The cover is the first part of a book we encounter… what does this imply? In an interview with The Believer, the interviewer states he associates the image with slavery, Rankine then explains “it’s a hoodie that the conceptual artist David Hammons made in 1993, two years after the Rodney King beating”, who was a survivor of an act of police brutality. Then the author talks about the murderer of Trayvon Martin, a 17 year old student that was shot in 2012, she claims that “the sense that he brought on his own death by dressing like a hood, made many believe Hammons made the piece in response to his murder. But Hammons knew or knows already.” Let’s focus on these last words. Rankine wants the reader to understand that racism and racist acts transcend beyond time and space, and, as she presents along her work, are still present today.

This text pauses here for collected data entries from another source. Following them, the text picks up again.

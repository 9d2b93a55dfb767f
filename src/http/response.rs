//! Response handling.
//!
//! # Responsibilities
//! - Copy upstream status and body to the caller unchanged
//! - Map relay errors to `{"error": "<message>"}` with the right status
//!
//! # Design Decisions
//! - Upstream body bytes are sent as received, never re-serialized
//! - Transport failures surface as 502, upstream timeouts as 504

use axum::{
    http::{header, HeaderValue, StatusCode},
    response::{IntoResponse, Response},
    Json,
};
use serde::{Deserialize, Serialize};

use crate::relay::{RelayError, UpstreamError, UpstreamResponse};

/// Error payload returned by the relay itself.
#[derive(Debug, Clone, PartialEq, Eq, Serialize, Deserialize)]
pub struct ErrorBody {
    pub error: String,
}

impl RelayError {
    /// HTTP status this error is reported with.
    pub fn status(&self) -> StatusCode {
        match self {
            RelayError::MissingField(_)
            | RelayError::InvalidCameraId
            | RelayError::InvalidToken
            | RelayError::MalformedBody => StatusCode::BAD_REQUEST,
            RelayError::Upstream(UpstreamError::Timeout(_)) => StatusCode::GATEWAY_TIMEOUT,
            RelayError::Upstream(_) => StatusCode::BAD_GATEWAY,
            RelayError::InvalidBaseUrl(_) | RelayError::Client(_) => {
                StatusCode::INTERNAL_SERVER_ERROR
            }
        }
    }
}

impl IntoResponse for RelayError {
    fn into_response(self) -> Response {
        let body = ErrorBody {
            error: self.to_string(),
        };
        (self.status(), Json(body)).into_response()
    }
}

impl IntoResponse for UpstreamResponse {
    fn into_response(self) -> Response {
        (
            self.status,
            [(header::CONTENT_TYPE, HeaderValue::from_static("application/json"))],
            self.body,
        )
            .into_response()
    }
}
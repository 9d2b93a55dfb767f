//! Camera API relay (v1)
//!
//! Accepts a caller's personal access token, forwards the matching GET to the
//! camera-management API, and hands back its status and JSON body unchanged.
//!
//! ```text
//!   caller                       relay                          upstream
//!   POST /login/      {token} ─▶ GET /v1/me/                 ─▶ api.angelcam.com
//!   POST /cameras/    {token} ─▶ GET /v1/shared-cameras/     ─▶
//!   POST /recordings/ {token, ─▶ GET /v1/shared-cameras/     ─▶
//!                      camId}        {camId}/recording/
//!                            ◀── status + body verbatim ◀──
//! ```

use std::path::PathBuf;

use clap::Parser;
use tokio::net::TcpListener;

use camera_relay::config::{load_config, validate_config, ConfigError, RelayConfig};
use camera_relay::lifecycle::{wait_for_signal, Shutdown};
use camera_relay::observability::{logging, metrics};
use camera_relay::HttpServer;

#[derive(Parser)]
#[command(name = "camera-relay", version)]
#[command(about = "Relay for the camera-management API", long_about = None)]
struct Args {
    /// TOML configuration file. Defaults are used when omitted.
    #[arg(short, long, env = "RELAY_CONFIG")]
    config: Option<PathBuf>,

    /// Override listener.bind_address.
    #[arg(long)]
    bind: Option<String>,

    /// Override upstream.base_url.
    #[arg(long)]
    upstream: Option<String>,
}

fn resolve_config(args: &Args) -> Result<RelayConfig, ConfigError> {
    let mut config = match &args.config {
        Some(path) => load_config(path)?,
        None => RelayConfig::default(),
    };

    if let Some(bind) = &args.bind {
        config.listener.bind_address = bind.clone();
    }
    if let Some(upstream) = &args.upstream {
        config.upstream.base_url = upstream.clone();
    }

    validate_config(&config).map_err(ConfigError::Validation)?;
    Ok(config)
}

#[tokio::main]
async fn main() -> Result<(), Box<dyn std::error::Error>> {
    let args = Args::parse();
    let config = resolve_config(&args)?;

    logging::init(&config.observability)?;

    tracing::info!("camera-relay v{} starting", env!("CARGO_PKG_VERSION"));
    tracing::info!(
        bind_address = %config.listener.bind_address,
        upstream = %config.upstream.base_url,
        "Configuration loaded"
    );

    if config.observability.metrics_enabled {
        // Validation already checked the address.
        let addr = config.observability.metrics_address.parse()?;
        metrics::init_metrics(addr)?;
    }

    let listener = TcpListener::bind(&config.listener.bind_address).await?;
    tracing::info!(address = %listener.local_addr()?, "Listening for connections");

    let shutdown = Shutdown::new();
    let server = HttpServer::new(config)?;
    let server_shutdown = shutdown.subscribe();

    tokio::spawn(async move {
        wait_for_signal().await;
        shutdown.trigger();
    });

    server.run(listener, server_shutdown).await?;

    tracing::info!("Shutdown complete");
    Ok(())
}
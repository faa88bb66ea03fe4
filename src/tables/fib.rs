use alloc::{
    collections::{btree_map::Entry, BTreeMap},
    vec::Vec,
};

use crate::{face::FaceId, name::Name};

use super::{FibEntry, RoutingTable};

// Unbounded reference table
#[derive(Clone, Debug, Default)]
pub struct Fib {
    entries: BTreeMap<Name, FibEntry>,
}

impl Fib {
    pub fn new() -> Self {
        Self {
            entries: BTreeMap::new(),
        }
    }

    pub fn iter(&self) -> impl Iterator<Item = &FibEntry> {
        self.entries.values()
    }
}

impl RoutingTable for Fib {
    fn insert(&mut self, prefix: &Name) -> (&mut FibEntry, bool) {
        match self.entries.entry(prefix.clone()) {
            Entry::Occupied(entry) => (entry.into_mut(), false),
            Entry::Vacant(entry) => (entry.insert(FibEntry::new(prefix.clone())), true),
        }
    }

    fn find_longest_prefix_match(&mut self, name: &Name) -> Option<&FibEntry> {
        (0..=name.component_count())
            .rev()
            .find_map(|len| self.entries.get(name.prefix(len)))
    }

    fn find_exact_match(&mut self, prefix: &Name) -> Option<&FibEntry> {
        self.entries.get(prefix)
    }

    fn find_exact_match_mut(&mut self, prefix: &Name) -> Option<&mut FibEntry> {
        self.entries.get_mut(prefix)
    }

    fn contains(&self, prefix: &Name) -> bool {
        self.entries.contains_key(prefix)
    }

    fn erase(&mut self, prefix: &Name) -> bool {
        self.entries.remove(prefix).is_some()
    }

    fn remove_face(&mut self, face: FaceId) -> Vec<Name> {
        let mut erased = Vec::new();
        self.entries.retain(|prefix, entry| {
            entry.remove_next_hop(face);
            if entry.has_next_hops() {
                true
            } else {
                erased.push(prefix.clone());
                false
            }
        });
        erased
    }

    fn len(&self) -> usize {
        self.entries.len()
    }
}
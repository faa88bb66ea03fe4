use core::num::NonZeroU32;

use crate::tlv::{DecodingError, Encode, EncodingError, NonNegativeInteger, Write, TLV};

// Per-interest search state carried in the interest's protocol metadata.
// Both flags travel as a TLV holding a single NonNegativeInteger.
// The types are even and above 31, so forwarders that do not know them
//  are allowed to skip them.
pub const SEARCH_BUDGET_TLV_TYPE: u32 = 200;
pub const PATH_PIN_TLV_TYPE: u32 = 202;

#[derive(Copy, Clone, Debug, PartialEq, Eq, thiserror::Error)]
pub enum FlagDecodeError {
    #[error(transparent)]
    Tlv(#[from] DecodingError),
    #[error("unexpected TLV type {found}, expected {expected}")]
    UnexpectedType { expected: u32, found: u32 },
    #[error("flag value of {0} bytes is not a NonNegativeInteger")]
    InvalidLength(usize),
    #[error("flag value {0} does not fit in 32 bits")]
    OutOfRange(u64),
}

#[derive(Copy, Clone, Debug, PartialEq, Eq, PartialOrd, Ord, Hash)]
pub struct TypedFlag<const T: u32> {
    val: u32,
}

// Remaining number of budgeted forwards (the "flood flag").
// Strategies only ever decrease it.
pub type SearchBudget = TypedFlag<SEARCH_BUDGET_TLV_TYPE>;

// Non-zero once a path has been discovered and should be followed (the "destination flag").
pub type PathPin = TypedFlag<PATH_PIN_TLV_TYPE>;

impl<const T: u32> TypedFlag<T> {
    pub const TLV_TYPE: u32 = T;

    const NONZERO_TYPE: NonZeroU32 = match NonZeroU32::new(T) {
        Some(typ) => typ,
        None => panic!("TLV type 0 is reserved"),
    };

    pub const fn new(val: u32) -> Self {
        Self { val }
    }

    pub fn get(&self) -> u32 {
        self.val
    }

    pub fn set(&mut self, val: u32) {
        self.val = val
    }

    pub fn clear(&mut self) {
        self.val = 0
    }

    pub fn try_decode(bytes: &[u8]) -> Result<(Self, usize), FlagDecodeError> {
        let (tlv, len) = TLV::try_decode(bytes)?;
        if tlv.typ.get() != T {
            return Err(FlagDecodeError::UnexpectedType {
                expected: T,
                found: tlv.typ.get(),
            });
        }
        let val = tlv
            .val_as_u64()
            .ok_or(FlagDecodeError::InvalidLength(tlv.val.len()))?;
        let val = u32::try_from(val).map_err(|_| FlagDecodeError::OutOfRange(val))?;
        Ok((Self::new(val), len))
    }
}

impl<const T: u32> Encode for TypedFlag<T> {
    fn encoded_length(&self) -> usize {
        let val = NonNegativeInteger::new(self.val as u64);
        TLV {
            typ: Self::NONZERO_TYPE,
            val: val.as_bytes(),
        }
        .encoded_length()
    }

    fn encode<W: Write>(&self, writer: &mut W) -> Result<(), EncodingError> {
        let val = NonNegativeInteger::new(self.val as u64);
        TLV {
            typ: Self::NONZERO_TYPE,
            val: val.as_bytes(),
        }
        .encode(writer)
    }
}

impl SearchBudget {
    // What an interest gets when its sender did not limit the search
    pub const UNBOUNDED: SearchBudget = SearchBudget::new(u32::MAX);

    pub fn is_exhausted(&self) -> bool {
        self.val == 0
    }

    // Spends one search and returns what is left
    pub fn consume(&mut self) -> u32 {
        self.val = self.val.saturating_sub(1);
        self.val
    }
}

// A zero budget would forbid any search, so an unset budget means no limit
impl Default for SearchBudget {
    fn default() -> Self {
        Self::UNBOUNDED
    }
}

impl PathPin {
    pub fn pin(&mut self) {
        self.val = 1
    }

    pub fn is_pinned(&self) -> bool {
        self.val != 0
    }
}

impl Default for PathPin {
    fn default() -> Self {
        Self::new(0)
    }
}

As we read the first pages, we find the quote “If they don’t see happiness in the picture, at least they’ll see the black” found in a documentary by Chris Marker that deals with issues of the nature of human memory and how personal and global histories affect us. (https://www.youtube.com/watch?v=HBYY9LSxylw) When I was rereading the book for the second time, it caught my attention the similarity of this passage and the one in page 46: “Obviously this unsmiling image of you makes him uncomfortable, and he [, the friend she is addressing] needs you to account for that.” (Rankine) This made me think of the relevance of that first line, as the incompatibility of happiness and being black is stated, and will be proved though the book. 

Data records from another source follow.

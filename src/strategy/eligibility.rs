use crate::{
    face::FaceId,
    tables::{NextHop, PendingRequest},
    timestamp::Timestamp,
};

// Whether the request may go out through the next hop.
// With `want_unused` the hop must also have no out-record expiring after `now`,
//  otherwise repeated forwards along the same face are allowed.
pub fn is_next_hop_eligible<P: PendingRequest>(
    pit_entry: &P,
    next_hop: &NextHop,
    in_face: FaceId,
    want_unused: bool,
    now: Timestamp,
) -> bool {
    // Never back to the requester
    if next_hop.face.id == in_face {
        return false;
    }

    if pit_entry.violates_scope(&next_hop.face) {
        return false;
    }

    if want_unused {
        if let Some(expiry) = pit_entry.out_record_expiry(next_hop.face.id) {
            if expiry > now {
                return false;
            }
        }
    }

    true
}

pub fn can_forward_to_next_hop<P: PendingRequest>(
    pit_entry: &P,
    next_hop: &NextHop,
    now: Timestamp,
) -> bool {
    pit_entry.can_forward_to(&next_hop.face, now)
}

pub fn has_face_for_forwarding<P: PendingRequest>(
    next_hops: &[NextHop],
    pit_entry: &P,
    now: Timestamp,
) -> bool {
    next_hops
        .iter()
        .any(|hop| can_forward_to_next_hop(pit_entry, hop, now))
}

#[cfg(test)]
mod tests {
    use crate::{
        face::{Face, FaceId},
        flags::PathPin,
        tables::{pit::PitEntry, NextHop},
        timestamp::Timestamp,
    };

    use super::{has_face_for_forwarding, is_next_hop_eligible};

    fn at(ms: u64) -> Timestamp {
        Timestamp { ms_since_1970: ms }
    }

    fn hop(face: Face) -> NextHop {
        NextHop { face, cost: 1 }
    }

    #[test]
    fn test_never_back_to_in_face() {
        let mut pit = PitEntry::new("/a".parse().unwrap(), None, PathPin::default());
        pit.insert_or_update_in_record(Face::non_local(1), at(100));
        for want_unused in [false, true] {
            assert!(!is_next_hop_eligible(
                &pit,
                &hop(Face::non_local(1)),
                FaceId(1),
                want_unused,
                at(0)
            ));
            assert!(is_next_hop_eligible(
                &pit,
                &hop(Face::non_local(2)),
                FaceId(1),
                want_unused,
                at(0)
            ));
        }
    }

    #[test]
    fn test_scope() {
        let pit = PitEntry::new("/localhost/a".parse().unwrap(), None, PathPin::default());
        assert!(!is_next_hop_eligible(
            &pit,
            &hop(Face::non_local(2)),
            FaceId(1),
            false,
            Timestamp::MIN
        ));
        assert!(is_next_hop_eligible(
            &pit,
            &hop(Face::local(2)),
            FaceId(1),
            false,
            Timestamp::MIN
        ));
    }

    #[test]
    fn test_want_unused() {
        let mut pit = PitEntry::new("/a".parse().unwrap(), None, PathPin::default());
        pit.insert_or_update_out_record(Face::non_local(2), at(50));
        let next_hop = hop(Face::non_local(2));

        assert!(is_next_hop_eligible(&pit, &next_hop, FaceId(1), false, at(0)));
        assert!(!is_next_hop_eligible(&pit, &next_hop, FaceId(1), true, at(0)));
        assert!(!is_next_hop_eligible(&pit, &next_hop, FaceId(1), true, at(49)));
        assert!(is_next_hop_eligible(&pit, &next_hop, FaceId(1), true, at(50)));
    }

    #[test]
    fn test_has_face_for_forwarding() {
        let mut pit = PitEntry::new("/a".parse().unwrap(), None, PathPin::default());
        let hops = [hop(Face::non_local(1)), hop(Face::non_local(2))];
        assert!(!has_face_for_forwarding(&hops, &pit, at(0)));

        pit.insert_or_update_in_record(Face::non_local(1), at(100));
        assert!(has_face_for_forwarding(&hops, &pit, at(0)));
        assert!(!has_face_for_forwarding(&hops[..1], &pit, at(0)));
        assert!(!has_face_for_forwarding(&[], &pit, at(0)));
    }
}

Images continue being a crucial part of this book, and this section we find only three, but I will address two:

*I can’t paste the second picture, but it is the one in page 74*

These two images have a double duty, first of all, they make the reader feel uncomfortable and uncertain of what is going on as we don’t really understand the meaning of the second one or why the first one is written the way it is written and what she wants us to get from the message. And also, by using these images, Rankine wants us to realize the importance of the contrast of colors, as they are the first pictures in black and white that we find in the book; the first one presenting a text written in black on a white background that slowly degenerates and stars being unreadable but that presents a pattern of two sentences that reads “I do not always feel colored… I feel most colored when I am thrown against a sharp white background.” This message makes us pay attention to a black text in a white background in an ironic way, since all the book is written in the same way: black typing on white pages; but she wants us to pay attention specifically to this one image, and she wants us to realize how the letter start to fade. On the other hand, the second image is challenging this, the common thought of a white background and black images on it, as it is presented the other way round.  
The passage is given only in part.